As we enter the New Year, with familiar chat of resolutions and crystal balls, it would be interesting to glimpse the future – maybe five years from now – to see how the issue of excessive executive compensation has played out in the business world. The outrage over salaries and bonuses at Wall Street firms, and the role they play in encouraging risky behavior by those organizations, is real and still politically raw. Yet for all of President Obama’s recent criticism of “fat cats” on Wall Street, his administration and the Congress have thus far proven unable to even begin addressing the issue in any fundamental way.
New evidence of that can be found in the current The New York Times Magazine cover story, “What’s a Bailed-Out Banker Really Worth?” which focuses on the work of Kenneth Feinberg, the Washington, D.C. attorney appointed to serve as “pay czar” for companies receiving bailouts under the federal TARP (Troubled Asset Relief) program. Writer Steve Brill examines the process by which Feinberg developed and has attempted to implement a program that would limit cash salaries (to no more than $500,000 annually) while replacing cash bonuses with stock that would have to be held for several years before shares could be sold.
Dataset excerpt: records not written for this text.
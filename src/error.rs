//! Construction-time error types.
//!
//! Running sessions never fail: invalid transitions are ignored and bad answers
//! count as wrong. Only building a game from settings and a question bank can
//! produce an error.

/// Top-level error returned when a game cannot be constructed.
#[derive(thiserror::Error, Debug)]
pub enum GameError {
    #[error("Invalid settings: {0}")]
    Config(#[from] ConfigError),

    #[error("Invalid question bank: {0}")]
    Bank(#[from] BankError),
}

/// A `Settings` value that violates one of its bounds.
#[derive(thiserror::Error, Debug, Clone, PartialEq)]
pub enum ConfigError {
    #[error("lane count must be at least 1")]
    NoLanes,

    #[error("speed range is invalid: min {min}, start {start}, max {max}")]
    SpeedRange { min: f32, start: f32, max: f32 },

    #[error("collision band [{low}, {high}) is empty")]
    CollisionBand { low: f32, high: f32 },

    #[error("departed threshold {departed} must lie below the collision band ({low})")]
    DepartedThreshold { departed: f32, low: f32 },

    #[error("obstacle velocity range is invalid: {min}..={max}")]
    ObstacleVelocity { min: f32, max: f32 },

    #[error("{0} must be greater than zero")]
    NotPositive(&'static str),

    #[error("{0} must not be negative")]
    Negative(&'static str),

    #[error("boost multiplier {0} must be at least 1")]
    BoostMultiplier(f32),
}

/// A malformed question in the bank.
#[derive(thiserror::Error, Debug)]
pub enum BankError {
    #[error("question {index} has {count} options, at least 2 are required")]
    TooFewOptions { index: usize, count: usize },

    #[error("question {index} marks option {correct} correct but only has {count} options")]
    CorrectIndexOutOfRange {
        index: usize,
        correct: usize,
        count: usize,
    },

    #[error("JSON error: {0}")]
    Json(#[from] serde_json::Error),
}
It’s an issue of enormous complexity. As Brill notes, “over the last 50 years, the ratio of top pay to average pay at public companies has multiplied roughly 11 times (24:1 to 275:1). That’s more pay in one workday for the chief executive than his average employee makes in a year.” On the other hand, “whatever the approach, even defining fair compensation is harder than it looks, as is implementing reforms that don’t have unintended consequences.”
Indeed, after spending most of his energy detailing the politically adroit fashion in which Feinberg has dealt with executives of insurance giant AIG (now 80 percent-owned by the U.S. government), Brill spends relatively little time examining the bigger picture and potential solutions. His pessimistic conclusion:
The larger issue isn’t whether we should admire Feinberg for finessing his way to a middle ground or jeer him for not throwing down the gauntlet. Rather, the clearest lesson that has emerged so far from his nine months of tortured choreography is that if it’s this hard to inject even a limited measure of common sense into the way executives are paid at companies that taxpayers partly own and control, broader change requires a boardroom upheaval.
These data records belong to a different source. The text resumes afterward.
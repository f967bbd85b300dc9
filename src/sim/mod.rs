//! Deterministic simulation module
//!
//! All gameplay logic lives here. This module must be pure and deterministic:
//! - Virtual clock only (timers advance with `tick`, never wall time)
//! - Seeded RNG only
//! - Stable iteration order (obstacles by ID, due timers by time then key)
//! - No rendering or platform dependencies

pub mod boost;
pub mod lane;
pub mod motion;
pub mod quiz;
pub mod scheduler;
pub mod score;
pub mod spawner;
pub mod state;
pub mod tick;

pub use boost::BoostState;
pub use lane::{Lane, LaneLayout};
pub use motion::{CollisionBand, Obstacle, ObstacleField, PlayerStep, player_step};
pub use quiz::{Milestones, OpenQuestion, Question, QuestionBank, Resolution, resolve};
pub use scheduler::{Scheduler, TimerFire, TimerId, TimerKey};
pub use score::RewardRates;
pub use spawner::{SpawnPlan, Spawner};
pub use state::{
    FinishReason, GameEvent, GamePhase, GameSession, ObstacleView, QuestionView, SessionSnapshot,
};
pub use tick::{Simulation, TickInput};
use crate::dto::vehicle_dto::VehicleResponse;
use crate::repositories::vehicle_repository::VehicleRepository;
use crate::utils::errors::{not_found_error, AppResult};
use sqlx::PgPool;

pub struct VehicleController {
    repository: VehicleRepository,
}

impl VehicleController {
    pub fn new(pool: PgPool) -> Self {
        Self {
            repository: VehicleRepository::new(pool),
        }
    }

    pub async fn list(&self) -> AppResult<Vec<VehicleResponse>> {
        let vehicles = self.repository.list_all().await?;
        Ok(vehicles.into_iter().map(VehicleResponse::from).collect())
    }

    pub async fn get_by_id(&self, id: &str) -> AppResult<VehicleResponse> {
        let vehicle = self
            .repository
            .find_by_id(id)
            .await?
            .ok_or_else(|| not_found_error("Vehicle", id))?;

        Ok(VehicleResponse::from(vehicle))
    }
}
Brill quotes experts such as Professor Jonathan Macey of Yale Law School, who has written widely about how government efforts to regulate pay have backfired, arguing that corporate boards are the only route to real change. “What I object to about the process Feinberg engaged in,” Macey tells Brill, “is the pretense that he can develop some superior system. . . . It’s not that people in charge don’t know how; it’s that they don’t want to.” In fact, Brill suggests, one key to reform of executive compensation practices may be pension funds and other institutional shareholders who have the expertise and power to influence boards of the companies they own.
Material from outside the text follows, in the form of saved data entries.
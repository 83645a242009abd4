use axum::{
    body::Body,
    http::{Request, StatusCode},
    routing::{get, post},
    Json, Router,
};
use serde_json::json;
use tower::ServiceExt;

#[tokio::test]
async fn test_health_check() {
    let app = create_test_app().await;
    let response = app
        .oneshot(Request::builder().uri("/api/health").body(Body::empty()).unwrap())
        .await
        .unwrap();

    assert_eq!(response.status(), StatusCode::OK);

    let bytes = axum::body::to_bytes(response.into_body(), usize::MAX).await.unwrap();
    let body: serde_json::Value = serde_json::from_slice(&bytes).unwrap();
    assert_eq!(body["service"], "fleet-maintenance");
    assert_eq!(body["status"], "healthy");
}

#[tokio::test]
async fn test_generate_endpoint_shape() {
    let app = create_test_app().await;
    let response = app
        .oneshot(
            Request::builder()
                .method("POST")
                .uri("/api/tasks/generate")
                .body(Body::empty())
                .unwrap(),
        )
        .await
        .unwrap();

    assert_eq!(response.status(), StatusCode::OK);

    let bytes = axum::body::to_bytes(response.into_body(), usize::MAX).await.unwrap();
    let body: serde_json::Value = serde_json::from_slice(&bytes).unwrap();
    assert_eq!(body["success"], true);
    assert!(body["data"]["created"].is_number());
}

#[tokio::test]
async fn test_unknown_route_is_404() {
    let app = create_test_app().await;
    let response = app
        .oneshot(Request::builder().uri("/api/nope").body(Body::empty()).unwrap())
        .await
        .unwrap();

    assert_eq!(response.status(), StatusCode::NOT_FOUND);
}

// Función helper para crear la app de test (router básico sin base de datos)
async fn create_test_app() -> Router {
    Router::new()
        .route(
            "/api/health",
            get(|| async {
                Json(json!({ "service": "fleet-maintenance", "status": "healthy" }))
            }),
        )
        .route(
            "/api/tasks/generate",
            post(|| async {
                Json(json!({ "success": true, "data": { "created": 0 } }))
            }),
        )
}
Federal legislation requiring an annual “say-on-pay” advisory vote by investors has been approved by the U.S. House of Representatives; similar legislation is pending in the Senate. Financial services giant Goldman Sachs Group last month agreed to hold an advisory shareholder pay vote. So far, at least 38 U.S. companies have pledged to hold voluntary “say on pay” votes on compensation, and in the 2010 proxy season institutional investors plan to introduce about 100 proposals seeking annual advisory votes on compensation, according to RiskMetrics, a leading provider of risk management and proxy advisory services.